Segment Start: Data excerpts

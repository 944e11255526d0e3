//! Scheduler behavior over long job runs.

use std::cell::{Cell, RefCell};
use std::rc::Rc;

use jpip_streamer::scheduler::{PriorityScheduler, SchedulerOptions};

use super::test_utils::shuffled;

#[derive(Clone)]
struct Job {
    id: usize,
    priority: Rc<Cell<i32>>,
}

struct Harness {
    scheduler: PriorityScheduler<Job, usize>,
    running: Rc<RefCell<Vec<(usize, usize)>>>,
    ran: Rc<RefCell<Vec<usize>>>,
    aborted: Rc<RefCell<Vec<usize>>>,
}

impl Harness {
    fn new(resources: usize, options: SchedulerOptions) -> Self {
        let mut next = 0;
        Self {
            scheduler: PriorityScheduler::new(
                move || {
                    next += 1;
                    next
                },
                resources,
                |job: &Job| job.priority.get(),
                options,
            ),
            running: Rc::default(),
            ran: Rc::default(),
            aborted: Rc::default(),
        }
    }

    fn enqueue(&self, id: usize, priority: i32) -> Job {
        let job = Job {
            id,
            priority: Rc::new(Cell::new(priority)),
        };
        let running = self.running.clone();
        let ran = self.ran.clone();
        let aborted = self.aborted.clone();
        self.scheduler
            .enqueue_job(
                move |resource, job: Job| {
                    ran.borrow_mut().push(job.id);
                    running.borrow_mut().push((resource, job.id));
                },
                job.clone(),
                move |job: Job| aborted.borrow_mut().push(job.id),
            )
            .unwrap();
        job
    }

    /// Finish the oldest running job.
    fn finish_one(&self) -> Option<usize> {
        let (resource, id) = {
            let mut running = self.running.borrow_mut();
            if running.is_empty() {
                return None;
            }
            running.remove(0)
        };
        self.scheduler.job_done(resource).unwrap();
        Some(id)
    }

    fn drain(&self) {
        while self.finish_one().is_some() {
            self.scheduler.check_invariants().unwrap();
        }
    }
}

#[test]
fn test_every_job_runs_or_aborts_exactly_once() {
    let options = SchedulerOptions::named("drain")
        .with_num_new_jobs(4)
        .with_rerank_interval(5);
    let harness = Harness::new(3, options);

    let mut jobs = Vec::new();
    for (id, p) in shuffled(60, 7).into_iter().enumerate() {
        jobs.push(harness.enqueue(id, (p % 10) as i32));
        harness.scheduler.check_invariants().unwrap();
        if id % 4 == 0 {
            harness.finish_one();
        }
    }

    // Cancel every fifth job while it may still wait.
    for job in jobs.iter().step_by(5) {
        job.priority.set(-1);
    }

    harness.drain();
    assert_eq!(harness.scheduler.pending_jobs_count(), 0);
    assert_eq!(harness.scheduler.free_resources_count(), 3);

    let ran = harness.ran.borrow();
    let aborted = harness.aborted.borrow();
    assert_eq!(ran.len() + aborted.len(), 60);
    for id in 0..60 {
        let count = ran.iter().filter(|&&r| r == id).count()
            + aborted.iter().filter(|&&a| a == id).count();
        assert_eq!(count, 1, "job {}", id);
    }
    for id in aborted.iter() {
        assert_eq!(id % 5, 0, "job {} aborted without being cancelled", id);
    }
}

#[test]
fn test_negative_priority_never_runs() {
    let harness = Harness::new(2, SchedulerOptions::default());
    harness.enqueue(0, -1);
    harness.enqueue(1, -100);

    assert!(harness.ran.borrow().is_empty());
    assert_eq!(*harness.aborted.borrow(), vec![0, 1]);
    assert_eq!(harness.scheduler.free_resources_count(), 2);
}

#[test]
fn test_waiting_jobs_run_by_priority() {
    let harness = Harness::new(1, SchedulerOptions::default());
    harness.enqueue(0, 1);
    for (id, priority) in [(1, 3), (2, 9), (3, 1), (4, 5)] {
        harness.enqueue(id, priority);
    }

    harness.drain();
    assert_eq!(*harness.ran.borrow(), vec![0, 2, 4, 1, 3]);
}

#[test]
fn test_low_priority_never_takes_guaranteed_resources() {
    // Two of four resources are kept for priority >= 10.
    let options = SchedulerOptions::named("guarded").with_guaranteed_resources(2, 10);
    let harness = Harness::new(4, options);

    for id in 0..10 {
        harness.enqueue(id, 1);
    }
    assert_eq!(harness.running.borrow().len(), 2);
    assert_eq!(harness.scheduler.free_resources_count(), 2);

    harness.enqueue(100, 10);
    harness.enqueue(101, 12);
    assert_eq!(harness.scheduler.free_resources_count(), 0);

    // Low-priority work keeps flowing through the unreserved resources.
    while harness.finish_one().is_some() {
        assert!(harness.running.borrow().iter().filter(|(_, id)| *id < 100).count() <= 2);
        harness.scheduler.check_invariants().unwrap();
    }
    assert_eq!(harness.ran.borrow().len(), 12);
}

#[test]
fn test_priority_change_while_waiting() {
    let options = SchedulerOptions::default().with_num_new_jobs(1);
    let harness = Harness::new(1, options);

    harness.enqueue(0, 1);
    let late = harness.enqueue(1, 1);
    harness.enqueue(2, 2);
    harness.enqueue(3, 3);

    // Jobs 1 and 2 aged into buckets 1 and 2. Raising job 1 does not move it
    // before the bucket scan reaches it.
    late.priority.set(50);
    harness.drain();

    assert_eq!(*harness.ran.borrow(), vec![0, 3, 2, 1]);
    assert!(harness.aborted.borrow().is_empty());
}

Segment End: Data excerpts

What needs to be done
Wherever the string "usize" appears in the entries above, return the line it appears on.

Result
    id: usize,
    scheduler: PriorityScheduler<Job, usize>,
    running: Rc<RefCell<Vec<(usize, usize)>>>,
    ran: Rc<RefCell<Vec<usize>>>,
    aborted: Rc<RefCell<Vec<usize>>>,
    fn new(resources: usize, options: SchedulerOptions) -> Self {
    fn enqueue(&self, id: usize, priority: i32) -> Job {
    fn finish_one(&self) -> Option<usize> {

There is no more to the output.